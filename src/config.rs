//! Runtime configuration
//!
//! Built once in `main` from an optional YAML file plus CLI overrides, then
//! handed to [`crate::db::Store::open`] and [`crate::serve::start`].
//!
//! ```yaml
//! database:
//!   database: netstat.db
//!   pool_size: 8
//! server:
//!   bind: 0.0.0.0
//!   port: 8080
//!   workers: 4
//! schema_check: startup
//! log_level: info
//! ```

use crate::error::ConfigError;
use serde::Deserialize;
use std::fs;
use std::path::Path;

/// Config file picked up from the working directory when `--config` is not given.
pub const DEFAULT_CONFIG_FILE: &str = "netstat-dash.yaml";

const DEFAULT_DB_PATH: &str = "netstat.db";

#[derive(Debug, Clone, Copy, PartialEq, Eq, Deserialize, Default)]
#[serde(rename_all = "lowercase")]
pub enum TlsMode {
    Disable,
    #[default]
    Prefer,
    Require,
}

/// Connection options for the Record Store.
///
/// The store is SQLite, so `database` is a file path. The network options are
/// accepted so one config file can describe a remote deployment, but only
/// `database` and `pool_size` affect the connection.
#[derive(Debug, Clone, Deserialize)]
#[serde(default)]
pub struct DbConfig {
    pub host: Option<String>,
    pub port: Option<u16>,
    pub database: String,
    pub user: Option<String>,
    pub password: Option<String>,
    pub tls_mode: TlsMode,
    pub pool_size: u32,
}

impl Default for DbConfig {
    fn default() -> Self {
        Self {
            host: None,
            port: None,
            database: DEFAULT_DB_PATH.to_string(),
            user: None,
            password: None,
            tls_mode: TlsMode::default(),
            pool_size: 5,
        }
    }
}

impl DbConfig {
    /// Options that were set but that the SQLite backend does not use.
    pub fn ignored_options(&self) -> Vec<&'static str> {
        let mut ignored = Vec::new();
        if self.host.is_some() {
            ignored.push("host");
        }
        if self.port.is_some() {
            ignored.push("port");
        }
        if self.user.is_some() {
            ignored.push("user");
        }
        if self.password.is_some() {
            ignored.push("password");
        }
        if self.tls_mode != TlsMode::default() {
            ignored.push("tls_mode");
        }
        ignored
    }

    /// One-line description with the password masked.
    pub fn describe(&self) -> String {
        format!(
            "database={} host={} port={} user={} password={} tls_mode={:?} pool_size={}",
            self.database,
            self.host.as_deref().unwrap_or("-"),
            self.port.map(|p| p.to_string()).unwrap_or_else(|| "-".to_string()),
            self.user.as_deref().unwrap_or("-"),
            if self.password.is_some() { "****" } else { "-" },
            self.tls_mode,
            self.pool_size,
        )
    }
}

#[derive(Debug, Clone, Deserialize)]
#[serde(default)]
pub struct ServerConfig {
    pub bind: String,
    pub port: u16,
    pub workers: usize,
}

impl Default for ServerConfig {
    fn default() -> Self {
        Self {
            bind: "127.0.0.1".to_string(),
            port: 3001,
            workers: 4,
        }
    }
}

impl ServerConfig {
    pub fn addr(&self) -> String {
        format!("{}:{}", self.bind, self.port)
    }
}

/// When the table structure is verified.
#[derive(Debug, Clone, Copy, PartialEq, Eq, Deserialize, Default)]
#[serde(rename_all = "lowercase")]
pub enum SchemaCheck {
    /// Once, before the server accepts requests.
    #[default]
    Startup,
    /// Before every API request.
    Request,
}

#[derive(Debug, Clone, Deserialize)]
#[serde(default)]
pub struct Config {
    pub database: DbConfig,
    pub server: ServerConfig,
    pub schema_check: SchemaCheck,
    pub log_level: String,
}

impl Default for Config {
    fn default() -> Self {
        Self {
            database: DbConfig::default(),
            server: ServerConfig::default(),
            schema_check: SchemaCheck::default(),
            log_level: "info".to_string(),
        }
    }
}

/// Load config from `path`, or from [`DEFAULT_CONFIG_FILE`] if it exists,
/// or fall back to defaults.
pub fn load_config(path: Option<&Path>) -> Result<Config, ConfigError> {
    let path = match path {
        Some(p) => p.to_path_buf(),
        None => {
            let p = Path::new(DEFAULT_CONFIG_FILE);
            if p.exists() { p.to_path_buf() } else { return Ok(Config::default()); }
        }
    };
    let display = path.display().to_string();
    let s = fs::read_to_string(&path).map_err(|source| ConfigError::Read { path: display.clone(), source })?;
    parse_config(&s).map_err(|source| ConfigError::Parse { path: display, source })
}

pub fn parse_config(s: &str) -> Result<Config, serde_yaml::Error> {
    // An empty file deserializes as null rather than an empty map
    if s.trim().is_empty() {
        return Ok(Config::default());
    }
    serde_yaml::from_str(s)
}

──────────────────────────────

• Activity:
Exact copies of every record are required, so retype them in full.

• Final answer:
filename src/config.rs
//! Runtime configuration
//!
//! Built once in `main` from an optional YAML file plus CLI overrides, then
//! handed to [`crate::db::Store::open`] and [`crate::serve::start`].
//!
//! ```yaml
//! database:
//!   database: netstat.db
//!   pool_size: 8
//! server:
//!   bind: 0.0.0.0
//!   port: 8080
//!   workers: 4
//! schema_check: startup
//! log_level: info
//! ```

use crate::error::ConfigError;
use serde::Deserialize;
use std::fs;
use std::path::Path;

/// Config file picked up from the working directory when `--config` is not given.
pub const DEFAULT_CONFIG_FILE: &str = "netstat-dash.yaml";

const DEFAULT_DB_PATH: &str = "netstat.db";

#[derive(Debug, Clone, Copy, PartialEq, Eq, Deserialize, Default)]
#[serde(rename_all = "lowercase")]
pub enum TlsMode {
    Disable,
    #[default]
    Prefer,
    Require,
}

/// Connection options for the Record Store.
///
/// The store is SQLite, so `database` is a file path. The network options are
/// accepted so one config file can describe a remote deployment, but only
/// `database` and `pool_size` affect the connection.
#[derive(Debug, Clone, Deserialize)]
#[serde(default)]
pub struct DbConfig {
    pub host: Option<String>,
    pub port: Option<u16>,
    pub database: String,
    pub user: Option<String>,
    pub password: Option<String>,
    pub tls_mode: TlsMode,
    pub pool_size: u32,
}

impl Default for DbConfig {
    fn default() -> Self {
        Self {
            host: None,
            port: None,
            database: DEFAULT_DB_PATH.to_string(),
            user: None,
            password: None,
            tls_mode: TlsMode::default(),
            pool_size: 5,
        }
    }
}

impl DbConfig {
    /// Options that were set but that the SQLite backend does not use.
    pub fn ignored_options(&self) -> Vec<&'static str> {
        let mut ignored = Vec::new();
        if self.host.is_some() {
            ignored.push("host");
        }
        if self.port.is_some() {
            ignored.push("port");
        }
        if self.user.is_some() {
            ignored.push("user");
        }
        if self.password.is_some() {
            ignored.push("password");
        }
        if self.tls_mode != TlsMode::default() {
            ignored.push("tls_mode");
        }
        ignored
    }

    /// One-line description with the password masked.
    pub fn describe(&self) -> String {
        format!(
            "database={} host={} port={} user={} password={} tls_mode={:?} pool_size={}",
            self.database,
            self.host.as_deref().unwrap_or("-"),
            self.port.map(|p| p.to_string()).unwrap_or_else(|| "-".to_string()),
            self.user.as_deref().unwrap_or("-"),
            if self.password.is_some() { "****" } else { "-" },
            self.tls_mode,
            self.pool_size,
        )
    }
}

#[derive(Debug, Clone, Deserialize)]
#[serde(default)]
pub struct ServerConfig {
    pub bind: String,
    pub port: u16,
    pub workers: usize,
}

impl Default for ServerConfig {
    fn default() -> Self {
        Self {
            bind: "127.0.0.1".to_string(),
            port: 3001,
            workers: 4,
        }
    }
}

impl ServerConfig {
    pub fn addr(&self) -> String {
        format!("{}:{}", self.bind, self.port)
    }
}

/// When the table structure is verified.
#[derive(Debug, Clone, Copy, PartialEq, Eq, Deserialize, Default)]
#[serde(rename_all = "lowercase")]
pub enum SchemaCheck {
    /// Once, before the server accepts requests.
    #[default]
    Startup,
    /// Before every API request.
    Request,
}

#[derive(Debug, Clone, Deserialize)]
#[serde(default)]
pub struct Config {
    pub database: DbConfig,
    pub server: ServerConfig,
    pub schema_check: SchemaCheck,
    pub log_level: String,
}

impl Default for Config {
    fn default() -> Self {
        Self {
            database: DbConfig::default(),
            server: ServerConfig::default(),
            schema_check: SchemaCheck::default(),
            log_level: "info".to_string(),
        }
    }
}

/// Load config from `path`, or from [`DEFAULT_CONFIG_FILE`] if it exists,
/// or fall back to defaults.
pub fn load_config(path: Option<&Path>) -> Result<Config, ConfigError> {
    let path = match path {
        Some(p) => p.to_path_buf(),
        None => {
            let p = Path::new(DEFAULT_CONFIG_FILE);
            if p.exists() { p.to_path_buf() } else { return Ok(Config::default()); }
        }
    };
    let display = path.display().to_string();
    let s = fs::read_to_string(&path).map_err(|source| ConfigError::Read { path: display.clone(), source })?;
    parse_config(&s).map_err(|source| ConfigError::Parse { path: display, source })
}

pub fn parse_config(s: &str) -> Result<Config, serde_yaml::Error> {
    // An empty file deserializes as null rather than an empty map
    if s.trim().is_empty() {
        return Ok(Config::default());
    }
    serde_yaml::from_str(s)
}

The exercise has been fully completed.